The U.S. must fund more biotech innovation – or other countries will catch up faster than you think
The U.S. has approximately 58 percent of the market share in the biotech sector, followed by China with 11 percent. However, this market share is the result of several years of previous research and development (R&D) – it is a present picture of what happened in the past. In the future, this market share will decline unless the federal government makes investments to improve the quality and quantity of U.S. research in biotech.
The effectiveness of current R&D can be evaluated in a variety of ways such as monies invested and the number of patents filed. According to the UNESCO Institute for Statistics, the U.S. spends approximately 2.7 percent of GDP on R&D ($476,459.0M), whereas China spends 2 percent ($346,266.3M). However, investment levels do not necessarily translate into goods that end up contributing to innovation.
Patents are a better indication of innovation. The biotech industry relies on patents to protect their investments, making patenting a key tool in the process of translating scientific discoveries that can ultimately benefit patients. In 2020, China filed 1,497,159 patents, a 6.9 percent increase in growth rate. In contrast, the U.S. filed 597,172, a 3.9 percent decline. When it comes to patents filed, China has approximately 45 percent of the world share compared to 18 percent for the U.S.
So how did we get here? The nature of science in academia allows scientists to specialize by dedicating several years to advance discovery research and develop new inventions that can then be licensed by biotech companies. This makes academic science critical to innovation in the U.S. and abroad.
Academic scientists rely on government and foundation grants to pay for R&D, which includes salaries for faculty, investigators and trainees, as well as monies for infrastructure, support personnel and research supplies. Of particular interest to academic scientists to cover these costs is government support such as Research Project Grants, also known as R01 grants, the oldest grant mechanism from the National Institutes of Health. Unfortunately, this funding mechanism is extremely competitive, as applications have a success rate of only about 20 percent. To maximize the chances of getting funded, investigators tend to limit the innovation of their applications, since a project that seems overambitious is discouraged by grant reviewers.

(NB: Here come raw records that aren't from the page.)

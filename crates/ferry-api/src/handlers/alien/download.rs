use crate::auth::SessionUser;
use crate::error::{ErrorResponse, HttpAppError};
use crate::state::AppState;
use crate::utils::content_type::content_type_for;
use axum::{
    body::Body,
    extract::{OriginalUri, Path, Query, State},
    http::{header, StatusCode},
    response::Response,
};
use chrono::Utc;
use ferry_core::validation::parse_uuid;
use ferry_core::{AppError, ResizeParams};
use futures::StreamExt;
use percent_encoding::{utf8_percent_encode, NON_ALPHANUMERIC};
use std::collections::HashMap;
use std::sync::Arc;

/// Download a file, optionally resized
///
/// Public files need nothing. Private files need either a download token
/// (`downloadTokenUuid`) issued by the current owner, or a session of the
/// owner or an administrator. Images accept `ir=<mode>_<w>_<h>` or
/// `imageProcess=resize&imageResizeM=…&imageResizeW=…&imageResizeH=…`.
#[utoipa::path(
    get,
    path = "/api/alien/download/{matter_uuid}/{filename}",
    tag = "alien",
    params(
        ("matter_uuid" = String, Path, description = "File id"),
        ("filename" = String, Path, description = "Stored name of the file"),
        ("downloadTokenUuid" = Option<String>, Query, description = "Download token for private files"),
        ("ir" = Option<String>, Query, description = "Compact resize, e.g. fill_200_100")
    ),
    responses(
        (status = 200, description = "File bytes", content_type = "application/octet-stream"),
        (status = 401, description = "Login or a download token is required", body = ErrorResponse),
        (status = 403, description = "Token not valid for this file", body = ErrorResponse),
        (status = 404, description = "File or token not found", body = ErrorResponse),
        (status = 409, description = "Filename does not match", body = ErrorResponse),
        (status = 410, description = "Download token expired", body = ErrorResponse),
        (status = 502, description = "File could not be processed", body = ErrorResponse)
    )
)]
#[tracing::instrument(skip_all, fields(matter_id = %matter_uuid))]
pub async fn download(
    State(state): State<Arc<AppState>>,
    Path((matter_uuid, filename)): Path<(String, String)>,
    Query(query): Query<HashMap<String, String>>,
    OriginalUri(uri): OriginalUri,
    SessionUser(session): SessionUser,
) -> Result<Response, HttpAppError> {
    let matter_id = parse_uuid("matterUuid", &matter_uuid)?;
    let params = ResizeParams::from_query(&query)?;
    let now = Utc::now();

    let authorized = state
        .authorizer
        .authorize_download(
            matter_id,
            &filename,
            query.get("downloadTokenUuid").map(String::as_str),
            session,
            now,
        )
        .await?;
    let matter = &authorized.matter;

    let request_uri = uri
        .path_and_query()
        .map(|pq| pq.as_str().to_string())
        .unwrap_or_else(|| uri.path().to_string());

    let resolved = state.image_cache.resolve(matter, &request_uri, params).await?;

    let content_type = if resolved.transformed {
        content_type_for(&resolved.path)
    } else {
        content_type_for(&matter.name)
    };
    let content_length = state.storage.content_length(&resolved.path).await.map_err(AppError::from)?;

    let stream = state
        .storage
        .download_stream(&resolved.path)
        .await
        .map_err(AppError::from)?;

    // Only a download that is about to be served uses up the token
    state.authorizer.complete(&authorized, now).await?;

    tracing::debug!(path = %resolved.path, transformed = resolved.transformed, "Streaming file");

    let body_stream = stream.map(|result| {
        result.map_err(|e| std::io::Error::other(format!("Storage stream error: {}", e)))
    });

    let disposition = format!(
        "inline; filename*=UTF-8''{}",
        utf8_percent_encode(&matter.name, NON_ALPHANUMERIC)
    );

    let response = Response::builder()
        .status(StatusCode::OK)
        .header(header::CONTENT_TYPE, content_type)
        .header(header::CONTENT_LENGTH, content_length)
        .header(header::CONTENT_DISPOSITION, disposition)
        .header(header::CACHE_CONTROL, if matter.privacy { "private, no-store" } else { "public, max-age=3600" })
        .body(Body::from_stream(body_stream))
        .map_err(|e| {
            tracing::error!(error = %e, "Failed to build response");
            HttpAppError::from(AppError::Internal(e.to_string()))
        })?;

    Ok(response)
}
use chrono::{DateTime, Utc};
use serde::{Deserialize, Serialize};
use utoipa::ToSchema;
use uuid::Uuid;

/// Role of an account. Administrators may download any private matter.
#[derive(Debug, Clone, Copy, PartialEq, Eq, Serialize, Deserialize, ToSchema)]
#[cfg_attr(feature = "sqlx", derive(sqlx::Type))]
#[cfg_attr(
    feature = "sqlx",
    sqlx(type_name = "user_role", rename_all = "lowercase")
)]
#[serde(rename_all = "lowercase")]
pub enum UserRole {
    Administrator,
    User,
}

/// Registered account
#[derive(Debug, Clone, Serialize, Deserialize, ToSchema)]
#[cfg_attr(feature = "sqlx", derive(sqlx::FromRow))]
pub struct User {
    pub id: Uuid,
    pub email: String,
    #[serde(skip_serializing)]
    pub password_hash: String,
    pub role: UserRole,
    pub created_at: DateTime<Utc>,
    pub updated_at: DateTime<Utc>,
}

impl User {
    pub fn is_admin(&self) -> bool {
        self.role == UserRole::Administrator
    }
}
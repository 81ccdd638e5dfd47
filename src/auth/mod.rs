//! Authentication module
//!
//! Bearer-token authentication for the roster API.

mod jwt;
mod middleware;
mod password;

pub use jwt::TokenService;
pub use middleware::auth_middleware;
pub use password::{hash_password, verify_password};
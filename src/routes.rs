//! Route definitions and router setup
//!
//! Configures all API routes and middleware.

mod auth;
mod students;
mod teachers;

use crate::auth::auth_middleware;
use crate::config::Settings;
use crate::state::SharedState;
use axum::{
    http::{header, Method},
    middleware,
    routing::{get, post},
    Router,
};
use std::time::Duration;
use tower::ServiceBuilder;
use tower_http::{
    compression::CompressionLayer,
    cors::{Any, CorsLayer},
    request_id::MakeRequestUuid,
    trace::{DefaultMakeSpan, DefaultOnRequest, DefaultOnResponse, TraceLayer},
    ServiceBuilderExt,
};
use tracing::Level;

/// Create the application router with all routes and middleware
pub fn create_router(state: SharedState, settings: &Settings) -> Router {
    // Build CORS layer
    let cors = build_cors_layer(settings);

    // Build tracing/logging layer
    let trace_layer = TraceLayer::new_for_http()
        .make_span_with(DefaultMakeSpan::new().level(Level::INFO))
        .on_request(DefaultOnRequest::new().level(Level::INFO))
        .on_response(DefaultOnResponse::new().level(Level::INFO));

    // Build middleware stack
    let middleware_stack = ServiceBuilder::new()
        .set_x_request_id(MakeRequestUuid)
        .layer(trace_layer)
        .layer(CompressionLayer::new())
        .layer(cors)
        .propagate_x_request_id();

    // Roster routes require a bearer token
    let protected = Router::new()
        // Student routes
        .route("/api/students/search", post(students::search))
        .route("/api/students/count", post(students::count))
        .route("/api/students/search-individual", post(students::search_individual))
        .route("/api/students/{id}", get(students::get_student))
        .route("/api/students/{id}/detail", get(students::detail))
        .route("/api/students/search-by-program", get(students::search_by_program))
        .route("/api/students/dropdown-data", get(students::dropdown_data))
        .route(
            "/api/students/cascading-dropdown/{level}",
            get(students::cascading_dropdown),
        )
        .route("/api/students/diagnose-database", get(students::diagnose_database))

        // Teacher routes
        .route("/api/teachers", get(teachers::list_teachers))
        .route("/api/teachers/dropdown-data", get(teachers::dropdown_data))
        .route("/api/teachers/{id}", get(teachers::get_teacher))
        .route("/api/teachers/{id}/schedule", get(teachers::teacher_schedule))
        .route_layer(middleware::from_fn_with_state(state.clone(), auth_middleware));

    // Build the router
    Router::new()
        // Health check
        .route("/health", get(health_check))

        // Auth routes
        .route("/api/auth/login", post(auth::login))
        .route("/api/auth/register", post(auth::register))

        .merge(protected)

        // Apply middleware and state
        .layer(middleware_stack)
        .with_state(state)
}

/// Build CORS layer from settings
fn build_cors_layer(settings: &Settings) -> CorsLayer {
    let origins: Vec<_> = settings
        .cors
        .allowed_origins
        .iter()
        .filter_map(|s| s.parse().ok())
        .collect();

    let cors = if origins.is_empty() {
        CorsLayer::new().allow_origin(Any)
    } else {
        CorsLayer::new().allow_origin(origins)
    };

    cors.allow_methods([Method::GET, Method::POST, Method::OPTIONS])
        .allow_headers([header::CONTENT_TYPE, header::AUTHORIZATION, header::ACCEPT])
        .max_age(Duration::from_secs(3600))
}

/// Health check endpoint
async fn health_check() -> axum::Json<serde_json::Value> {
    axum::Json(serde_json::json!({
        "success": true,
        "message": "Server is running fine.",
        "timestamp": chrono::Utc::now().to_rfc3339(),
        "version": env!("CARGO_PKG_VERSION")
    }))
}
//! Row to record mapping
//!
//! Column names follow the pinned roster schema (`L_Name`/`F_Name`, text
//! `iDASHsid`). Missing or mistyped columns surface as mapping faults.

use crate::db::{ResultRow, SqlValue};
use crate::error::{coercion_error, AppError};
use crate::roster::grade::parse_grade;
use crate::roster::models::{
    CourseInfo, DropdownOption, StudentRecord, TeacherRecord, TeacherScheduleEntry,
};

/// Grade column stored as an integer or a descriptive label
fn grade(row: &ResultRow, column: &str) -> Result<i32, AppError> {
    match row.get(column)? {
        SqlValue::Null => Ok(0),
        SqlValue::Text(label) => Ok(parse_grade(label)),
        SqlValue::Float(f) => Err(coercion_error(format!(
            "column '{}' holds fractional grade {}",
            column, f
        ))),
        _ => row.int(column),
    }
}

pub fn map_option(row: &ResultRow) -> Result<DropdownOption, AppError> {
    Ok(DropdownOption::new(row.text("Value")?, row.text("Text")?))
}

/// Student columns shared by search and detail rows
pub fn map_student_base(row: &ResultRow) -> Result<StudentRecord, AppError> {
    let last_name = row.text("L_Name")?;
    let first_name = row.text("F_Name")?;

    Ok(StudentRecord {
        row_id: row.long("RowID")?,
        start_year: row.int("Start_Year")?,
        latest_student: row.flag("LatestStudent")?,
        idash_sid: row.opt_text("iDASHsid")?,
        full_name: format!("{} {}", first_name, last_name),
        last_name,
        first_name,
        grade: grade(row, "GRADE")?,
        school_id: row.int("SCHOOL")?,
        homeroom: row.text("HOMEROOM")?,
        sex: row.text("SEX")?,
        ethnic: row.text("ETHNIC")?,
        special_ed: row.text("SPECIAL_ED")?,
        esl_code: row.text("ESL_CODE")?,
        food_service_code: row.text("FOOD_SERVICE_CODE")?,
        home: row.text("Home")?,
        is_504: row.text("IS_504")?,
        school_name: row.text("SchoolName")?,
        teacher_name: String::new(),
        class_name: String::new(),
    })
}

/// Search rows also carry the joined teacher and class names
pub fn map_student(row: &ResultRow) -> Result<StudentRecord, AppError> {
    Ok(StudentRecord {
        teacher_name: row.text("TeacherName")?,
        class_name: row.text("ClassName")?,
        ..map_student_base(row)?
    })
}

pub fn map_course(row: &ResultRow) -> Result<CourseInfo, AppError> {
    Ok(CourseInfo {
        dash_cid: row.text("DASH_CID")?,
        course_name: row.text("CourseName")?,
        teacher_name: row.text("TeacherName")?,
        period: row.text("Period")?,
        days: row.text("Days")?,
        semester: row.text("Semester")?,
    })
}

pub fn map_teacher(row: &ResultRow) -> Result<TeacherRecord, AppError> {
    let last_name = row.text("LastName")?;
    let first_name = row.text("FirstName")?;
    let status = row.text("prem_act_stat")?;

    Ok(TeacherRecord {
        employee_id: row.int("EmployeeID")?,
        full_name: format!("{} {}", first_name, last_name),
        last_name,
        first_name,
        title: row.text("Title")?,
        email: row.text("gsdemail")?,
        school: row.text("School")?,
        dash_user_id: row.text("DashUserID")?,
        is_active: status == "A",
        status,
        role: row.text("URole")?,
        person_id: row.opt_int("PersonID")?,
        person_id_char: row.text("PersonIDChar")?,
    })
}

pub fn map_schedule(row: &ResultRow) -> Result<TeacherScheduleEntry, AppError> {
    Ok(TeacherScheduleEntry {
        id: row.int("id")?,
        dash_cid: row.text("DASH_CID")?,
        start_yy: row.int("START_YY")?,
        school: row.text("SCHOOL")?,
        short_name: row.text("SHORT_NAME")?,
        class_cd: row.text("CLASS_CD")?,
        section: row.text("SECTION")?,
        semester: row.text("SEMESTER")?,
        period: row.opt_int("PERIOD")?,
        days: row.text("DAYS")?,
        employee_id: row.int("EmployeeID")?,
        teacher_name: row.text("TeacherName")?,
        student_count: row.int("StudentCount")?,
    })
}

Considering the difficulty in obtaining funding, the limited number of opportunities for scientists to become independent investigators capable of leading their own scientific projects, and the salaries available to pay for scientists with a doctoral degree, it is not surprising that the U.S. is progressively losing its workforce for innovation.
This approach affects the future success of the R&D enterprise in the U.S. Pursuing less innovative work tends to produce scientific results that are more obvious than groundbreaking, and when a discovery is obvious, it cannot be patented, resulting in fewer inventions that go on to benefit patients. Even though there are governmental funding options available for scientists in academia focused on more groundbreaking and translational projects, those options are less coveted by academic scientists who are trying to obtain tenure and long-term funding to cover salaries and other associated laboratory expenses. Therefore, since only a small percent of projects gets funded, the likelihood of scientists interested in pursuing academic science or even research in general keeps declining over time.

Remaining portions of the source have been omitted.